_Record excerpts_
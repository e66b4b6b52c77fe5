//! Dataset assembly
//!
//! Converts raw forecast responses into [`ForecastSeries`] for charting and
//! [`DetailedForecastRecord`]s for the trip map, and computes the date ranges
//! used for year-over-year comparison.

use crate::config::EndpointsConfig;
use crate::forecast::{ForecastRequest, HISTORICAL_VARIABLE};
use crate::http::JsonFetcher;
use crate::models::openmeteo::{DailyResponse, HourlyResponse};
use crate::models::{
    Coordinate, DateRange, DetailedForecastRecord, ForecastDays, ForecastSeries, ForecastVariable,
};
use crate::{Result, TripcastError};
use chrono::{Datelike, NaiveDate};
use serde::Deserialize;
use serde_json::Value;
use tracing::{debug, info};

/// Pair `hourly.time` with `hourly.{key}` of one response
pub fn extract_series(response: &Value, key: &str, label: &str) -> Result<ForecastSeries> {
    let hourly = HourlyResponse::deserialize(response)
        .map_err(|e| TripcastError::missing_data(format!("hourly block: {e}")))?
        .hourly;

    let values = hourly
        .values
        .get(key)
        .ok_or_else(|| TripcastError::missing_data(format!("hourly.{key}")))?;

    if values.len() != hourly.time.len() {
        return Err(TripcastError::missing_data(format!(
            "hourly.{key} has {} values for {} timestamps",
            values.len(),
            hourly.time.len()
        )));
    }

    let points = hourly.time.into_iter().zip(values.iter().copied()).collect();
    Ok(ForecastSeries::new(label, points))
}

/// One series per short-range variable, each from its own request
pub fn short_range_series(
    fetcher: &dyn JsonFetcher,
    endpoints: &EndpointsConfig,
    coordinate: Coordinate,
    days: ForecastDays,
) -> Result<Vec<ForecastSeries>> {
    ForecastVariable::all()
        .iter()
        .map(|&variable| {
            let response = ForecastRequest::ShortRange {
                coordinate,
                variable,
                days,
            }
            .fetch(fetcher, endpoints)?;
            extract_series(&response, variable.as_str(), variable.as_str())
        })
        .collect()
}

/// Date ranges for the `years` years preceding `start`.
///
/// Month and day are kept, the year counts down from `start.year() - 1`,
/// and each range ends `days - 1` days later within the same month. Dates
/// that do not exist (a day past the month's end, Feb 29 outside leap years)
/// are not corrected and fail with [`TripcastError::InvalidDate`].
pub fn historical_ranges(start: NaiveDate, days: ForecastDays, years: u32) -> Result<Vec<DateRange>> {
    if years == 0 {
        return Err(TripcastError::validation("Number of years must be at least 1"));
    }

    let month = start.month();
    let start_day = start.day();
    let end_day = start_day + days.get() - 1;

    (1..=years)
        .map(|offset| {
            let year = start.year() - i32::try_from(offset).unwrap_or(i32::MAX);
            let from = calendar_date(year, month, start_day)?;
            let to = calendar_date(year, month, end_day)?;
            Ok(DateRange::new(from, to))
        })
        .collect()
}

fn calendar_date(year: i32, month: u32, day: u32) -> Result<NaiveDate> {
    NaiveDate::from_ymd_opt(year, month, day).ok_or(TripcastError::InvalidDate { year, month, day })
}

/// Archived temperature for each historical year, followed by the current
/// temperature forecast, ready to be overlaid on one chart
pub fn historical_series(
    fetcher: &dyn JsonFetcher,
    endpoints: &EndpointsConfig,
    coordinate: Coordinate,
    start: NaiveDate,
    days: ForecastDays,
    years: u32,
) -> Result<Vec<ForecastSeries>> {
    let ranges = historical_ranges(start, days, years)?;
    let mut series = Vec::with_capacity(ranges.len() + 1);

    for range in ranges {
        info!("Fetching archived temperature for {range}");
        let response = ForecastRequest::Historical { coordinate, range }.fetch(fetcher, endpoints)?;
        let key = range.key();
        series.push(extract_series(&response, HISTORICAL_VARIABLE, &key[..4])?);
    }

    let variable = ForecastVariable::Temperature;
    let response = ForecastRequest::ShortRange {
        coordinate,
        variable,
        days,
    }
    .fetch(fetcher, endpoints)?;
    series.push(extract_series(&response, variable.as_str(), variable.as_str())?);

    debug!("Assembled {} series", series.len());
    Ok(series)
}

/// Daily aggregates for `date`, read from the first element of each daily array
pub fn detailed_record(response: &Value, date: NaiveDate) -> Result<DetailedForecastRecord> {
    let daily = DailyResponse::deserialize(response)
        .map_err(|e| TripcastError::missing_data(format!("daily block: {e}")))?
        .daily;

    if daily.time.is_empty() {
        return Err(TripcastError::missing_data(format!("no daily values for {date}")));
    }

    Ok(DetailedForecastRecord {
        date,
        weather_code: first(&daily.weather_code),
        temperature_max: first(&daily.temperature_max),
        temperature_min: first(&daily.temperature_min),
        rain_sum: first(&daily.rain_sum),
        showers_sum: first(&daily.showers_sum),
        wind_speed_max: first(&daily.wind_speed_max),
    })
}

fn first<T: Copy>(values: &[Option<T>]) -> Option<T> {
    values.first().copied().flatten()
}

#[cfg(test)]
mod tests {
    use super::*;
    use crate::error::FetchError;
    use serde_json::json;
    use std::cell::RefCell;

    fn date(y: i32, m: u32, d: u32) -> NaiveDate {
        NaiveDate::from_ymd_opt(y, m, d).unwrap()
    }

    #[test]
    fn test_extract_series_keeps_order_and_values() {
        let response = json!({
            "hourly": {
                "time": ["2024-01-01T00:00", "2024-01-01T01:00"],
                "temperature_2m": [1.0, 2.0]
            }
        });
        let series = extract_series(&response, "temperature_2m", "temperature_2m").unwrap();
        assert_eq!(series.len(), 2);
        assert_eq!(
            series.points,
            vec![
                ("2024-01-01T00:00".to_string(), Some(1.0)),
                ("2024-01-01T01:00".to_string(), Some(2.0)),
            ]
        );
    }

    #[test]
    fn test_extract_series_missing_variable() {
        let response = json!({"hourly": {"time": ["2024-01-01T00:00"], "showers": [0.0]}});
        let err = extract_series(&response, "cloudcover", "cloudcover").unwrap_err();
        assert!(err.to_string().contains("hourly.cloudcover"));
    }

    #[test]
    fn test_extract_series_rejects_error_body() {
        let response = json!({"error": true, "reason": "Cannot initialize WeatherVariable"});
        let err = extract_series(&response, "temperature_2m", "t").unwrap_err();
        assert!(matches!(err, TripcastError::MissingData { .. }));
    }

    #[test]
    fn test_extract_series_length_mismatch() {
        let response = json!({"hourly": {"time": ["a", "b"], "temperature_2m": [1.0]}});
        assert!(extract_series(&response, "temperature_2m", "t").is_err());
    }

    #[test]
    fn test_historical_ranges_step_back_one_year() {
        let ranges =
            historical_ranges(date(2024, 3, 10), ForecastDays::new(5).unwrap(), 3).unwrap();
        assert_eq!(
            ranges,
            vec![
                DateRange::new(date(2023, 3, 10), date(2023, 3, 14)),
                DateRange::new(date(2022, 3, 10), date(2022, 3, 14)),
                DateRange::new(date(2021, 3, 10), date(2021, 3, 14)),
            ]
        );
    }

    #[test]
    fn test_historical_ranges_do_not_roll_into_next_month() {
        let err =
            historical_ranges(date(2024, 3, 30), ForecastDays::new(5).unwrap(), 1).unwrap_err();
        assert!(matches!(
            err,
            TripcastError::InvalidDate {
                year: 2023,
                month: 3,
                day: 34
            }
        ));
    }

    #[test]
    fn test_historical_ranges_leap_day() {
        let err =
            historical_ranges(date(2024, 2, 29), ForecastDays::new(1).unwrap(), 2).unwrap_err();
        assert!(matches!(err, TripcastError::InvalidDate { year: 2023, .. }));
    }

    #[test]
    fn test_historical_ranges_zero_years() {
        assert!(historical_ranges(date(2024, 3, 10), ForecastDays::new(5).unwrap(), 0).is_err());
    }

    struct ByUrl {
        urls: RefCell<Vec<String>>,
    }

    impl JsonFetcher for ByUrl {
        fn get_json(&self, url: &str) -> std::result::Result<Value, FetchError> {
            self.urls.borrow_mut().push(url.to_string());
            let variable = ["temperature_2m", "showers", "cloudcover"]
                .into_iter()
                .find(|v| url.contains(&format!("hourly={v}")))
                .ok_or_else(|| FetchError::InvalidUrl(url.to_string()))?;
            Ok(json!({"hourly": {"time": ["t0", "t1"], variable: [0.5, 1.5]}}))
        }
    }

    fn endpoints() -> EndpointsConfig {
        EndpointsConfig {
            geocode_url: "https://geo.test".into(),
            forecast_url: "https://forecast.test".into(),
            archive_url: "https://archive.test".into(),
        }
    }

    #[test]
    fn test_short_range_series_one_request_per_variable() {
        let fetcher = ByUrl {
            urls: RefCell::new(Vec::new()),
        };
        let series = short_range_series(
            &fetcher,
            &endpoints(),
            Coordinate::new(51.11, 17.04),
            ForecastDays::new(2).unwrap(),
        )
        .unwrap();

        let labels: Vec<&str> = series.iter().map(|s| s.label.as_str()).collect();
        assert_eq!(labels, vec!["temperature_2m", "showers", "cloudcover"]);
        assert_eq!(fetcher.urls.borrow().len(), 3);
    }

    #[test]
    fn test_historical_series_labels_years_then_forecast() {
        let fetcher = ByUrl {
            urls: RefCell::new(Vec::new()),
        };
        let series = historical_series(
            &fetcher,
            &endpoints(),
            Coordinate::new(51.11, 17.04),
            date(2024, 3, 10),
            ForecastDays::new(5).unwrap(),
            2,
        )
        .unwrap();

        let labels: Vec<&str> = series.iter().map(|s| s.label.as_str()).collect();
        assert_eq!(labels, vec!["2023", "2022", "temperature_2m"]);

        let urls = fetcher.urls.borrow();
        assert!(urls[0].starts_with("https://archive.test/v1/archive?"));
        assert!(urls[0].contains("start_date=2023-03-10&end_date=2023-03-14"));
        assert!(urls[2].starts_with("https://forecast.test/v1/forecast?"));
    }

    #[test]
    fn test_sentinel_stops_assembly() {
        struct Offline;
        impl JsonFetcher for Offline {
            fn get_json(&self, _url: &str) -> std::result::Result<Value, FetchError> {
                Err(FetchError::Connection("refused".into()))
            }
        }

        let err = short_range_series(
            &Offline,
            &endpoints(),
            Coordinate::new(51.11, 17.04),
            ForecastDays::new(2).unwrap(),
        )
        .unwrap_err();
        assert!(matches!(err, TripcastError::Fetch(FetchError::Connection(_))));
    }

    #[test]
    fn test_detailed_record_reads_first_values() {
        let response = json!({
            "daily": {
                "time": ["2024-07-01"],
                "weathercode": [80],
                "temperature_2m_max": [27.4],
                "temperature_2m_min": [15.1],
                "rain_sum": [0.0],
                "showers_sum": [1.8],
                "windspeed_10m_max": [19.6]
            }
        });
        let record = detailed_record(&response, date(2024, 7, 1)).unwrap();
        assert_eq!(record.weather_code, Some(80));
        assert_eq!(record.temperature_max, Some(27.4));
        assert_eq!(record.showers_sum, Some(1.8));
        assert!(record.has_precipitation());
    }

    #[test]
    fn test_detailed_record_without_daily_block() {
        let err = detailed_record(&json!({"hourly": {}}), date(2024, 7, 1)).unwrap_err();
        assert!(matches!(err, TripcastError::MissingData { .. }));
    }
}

_Work required_
What lines of the data include the word "self"? Copy each of them.

_Task response_
        fn get_json(&self, url: &str) -> std::result::Result<Value, FetchError> {
            self.urls.borrow_mut().push(url.to_string());
            fn get_json(&self, _url: &str) -> std::result::Result<Value, FetchError> {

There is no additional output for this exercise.